The where component of the rpart() output tells you in which leaf of the tree each observation ended. Leaves are identified by the row number of the rpart$frame data frame. Below is a simple example. Each observation is in category A or B. The two predictive variables are X1 and X2. If both of them have high values or both have low values, the observation has an Outcome of A. If one is high and the other is low, the Outcome is B.

```
library(rpart)
#> Warning: package 'rpart' was built under R version 3.5.3
library(rpart.plot)
#> Warning: package 'rpart.plot' was built under R version 3.5.3
suppressPackageStartupMessages(library(dplyr))
set.seed(34562)
df <- data.frame(Outcome = rep(c("A", "B"), each = 10),
X1 = c(rnorm(8, 1, 1), rnorm(2, 6, 1),
rnorm(8, 6, 1), rnorm(2, 1, 1)),
X2 = c(10,10,10,10, 10,10,10,10,20, 20, 10,10,10,10, 10,10,10,10,20,20))
tree <- rpart(formula = Outcome ~ X1 + X2, data = df, method = "class",
control = rpart.control(minsplit = 5))
rpart.plot(tree, extra = 1)
```

```
tree$frame %>% select(var, n, dev)
#> var n dev
#> 1 X1 20 10
#> 2 X2 10 2
#> 4 <leaf> 8 0
#> 5 <leaf> 2 0
#> 3 X2 10 2
#> 6 <leaf> 2 0
#> 7 <leaf> 8 0
tree$where
#> 1 2 3 4 5 6 7 8 9 10 11 12 13 14 15 16 17 18 19 20
#> 3 3 3 3 3 3 3 3 6 6 7 7 7 7 7 7 7 7 4 4
```

^{Created on 2019-05-31 by the reprex package (v0.2.1)}

Looking at the selected columns of tree$frame, there are four leaves in rows 3, 4, 6 and 7. n is the number of observations in the leaf and dev is the number of incorrectly assigned observations Don't be confused by the leaf id numbers in the order 1,2,4,5,3,6,7. Those are not row numbers!
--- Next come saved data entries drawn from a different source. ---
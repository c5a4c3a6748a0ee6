//! Application workflow service.
//!
//! Reads one JSON request per line on stdin and writes one JSON outcome per
//! line on stdout. Logs go to stderr.

use filplus_application::api::{Outcome, Request};
use filplus_application::{AppConfig, ApplicationService, Collaborators, Infrastructure};
use serde_json::Value;
use tokio::io::{AsyncBufReadExt, AsyncWriteExt, BufReader};
use tracing::info;
use tracing_subscriber::{layer::SubscriberExt, util::SubscriberInitExt};

#[tokio::main]
async fn main() -> anyhow::Result<()> {
    dotenvy::dotenv().ok();
    let config = AppConfig::from_env();

    tracing_subscriber::registry()
        .with(
            tracing_subscriber::EnvFilter::try_from_default_env()
                .unwrap_or_else(|_| format!("filplus_application={0},filplus_runtime={0}", config.log_level).into()),
        )
        .with(tracing_subscriber::fmt::layer().with_writer(std::io::stderr))
        .init();

    info!(
        topic = %config.events_topic,
        governance_reviewers = config.roles.governance_review_addresses.len(),
        root_key_holders = config.roles.rkh_addresses.len(),
        meta_allocators = config.roles.ma_addresses.len(),
        "Configuration loaded"
    );

    let service = ApplicationService::start(&config, Infrastructure::in_memory(), Collaborators::disabled()).await?;

    let mut lines = BufReader::new(tokio::io::stdin()).lines();
    let mut stdout = tokio::io::stdout();
    while let Some(line) = lines.next_line().await? {
        if line.trim().is_empty() {
            continue;
        }
        let outcome = match Request::parse(&line) {
            Ok(request) => service.handle_request(request).await,
            Err(error) => Outcome::<Value>::failed(&error),
        };
        let mut encoded = serde_json::to_vec(&outcome)?;
        encoded.push(b'\n');
        stdout.write_all(&encoded).await?;
        stdout.flush().await?;
    }

    info!("stdin closed, shutting down");
    service.shutdown().await;
    Ok(())
}
//! # Filecoin Plus Testing
//!
//! In-memory infrastructure and helpers for the application workflow.
//!
//! This crate provides:
//! - [`mocks::InMemoryEventStore`] and [`mocks::InMemoryEventBus`]
//! - [`mocks::FixedClock`] for deterministic timestamps
//! - [`helpers::eventually`] for asserting on the eventually consistent read model
//!
//! ## Example
//!
//! ```ignore
//! use filplus_testing::{InMemoryEventBus, InMemoryEventStore, test_clock};
//!
//! #[tokio::test]
//! async fn create_then_query() {
//!     let infrastructure = Infrastructure {
//!         event_store: Arc::new(InMemoryEventStore::new()),
//!         event_bus: Arc::new(InMemoryEventBus::new()),
//!         details: Arc::new(InMemoryApplicationDetailsRepository::new()),
//!         clock: Arc::new(test_clock()),
//!     };
//!     let service = ApplicationService::start(&config, infrastructure, collaborators).await?;
//! }
//! ```

use chrono::{DateTime, Utc};
use filplus_core::environment::Clock;

mod event_bus_mocks;
mod event_store_mocks;

/// Mock implementations of infrastructure traits.
pub mod mocks {
    use super::{Clock, DateTime, Utc};
    use std::sync::Mutex;

    pub use crate::event_bus_mocks::InMemoryEventBus;
    pub use crate::event_store_mocks::InMemoryEventStore;

    /// Fixed clock for deterministic tests
    ///
    /// Returns the same instant until [`FixedClock::advance`] moves it.
    ///
    /// # Example
    ///
    /// ```
    /// use filplus_testing::mocks::FixedClock;
    /// use filplus_core::environment::Clock;
    /// use chrono::{Duration, Utc};
    ///
    /// let start = Utc::now();
    /// let clock = FixedClock::new(start);
    /// assert_eq!(clock.now(), clock.now());
    ///
    /// clock.advance(Duration::seconds(5));
    /// assert_eq!(clock.now(), start + Duration::seconds(5));
    /// ```
    #[derive(Debug)]
    pub struct FixedClock {
        time: Mutex<DateTime<Utc>>,
    }

    impl FixedClock {
        /// Create a new fixed clock with the given time
        #[must_use]
        pub const fn new(time: DateTime<Utc>) -> Self {
            Self {
                time: Mutex::new(time),
            }
        }

        /// Move the clock forward.
        pub fn advance(&self, by: chrono::Duration) {
            let mut time = self.time.lock().unwrap_or_else(std::sync::PoisonError::into_inner);
            *time += by;
        }
    }

    impl Clock for FixedClock {
        fn now(&self) -> DateTime<Utc> {
            *self.time.lock().unwrap_or_else(std::sync::PoisonError::into_inner)
        }
    }

    /// Create a default fixed clock for tests (2025-01-01 00:00:00 UTC)
    #[must_use]
    pub fn test_clock() -> FixedClock {
        FixedClock::new(DateTime::<Utc>::from_timestamp(1_735_689_600, 0).unwrap_or_default())
    }
}

/// Test helpers and utilities.
pub mod helpers {
    use std::future::Future;
    use std::time::Duration;

    /// Poll `check` every few milliseconds until it returns `true` or
    /// `timeout` elapses. Returns the last result.
    ///
    /// # Example
    ///
    /// ```ignore
    /// let projected = eventually(Duration::from_secs(1), || async {
    ///     details.get_by_id("app-1").await.ok().flatten().is_some()
    /// })
    /// .await;
    /// assert!(projected);
    /// ```
    pub async fn eventually<F, Fut>(timeout: Duration, mut check: F) -> bool
    where
        F: FnMut() -> Fut,
        Fut: Future<Output = bool>,
    {
        let deadline = tokio::time::Instant::now() + timeout;
        loop {
            if check().await {
                return true;
            }
            if tokio::time::Instant::now() >= deadline {
                return false;
            }
            tokio::time::sleep(Duration::from_millis(5)).await;
        }
    }
}

// Re-export commonly used items
pub use helpers::eventually;
pub use mocks::{FixedClock, InMemoryEventBus, InMemoryEventStore, test_clock};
Looking at the output of tree$where, you can see that the first 8 observations ended up in row 3. That is the leaf with low X1 and low X2 at the far left of the plot. You can tell that by looking at the values in df. The next two observations end up in row 6 of tree$frame; high X1 and high X2 with 2 observations.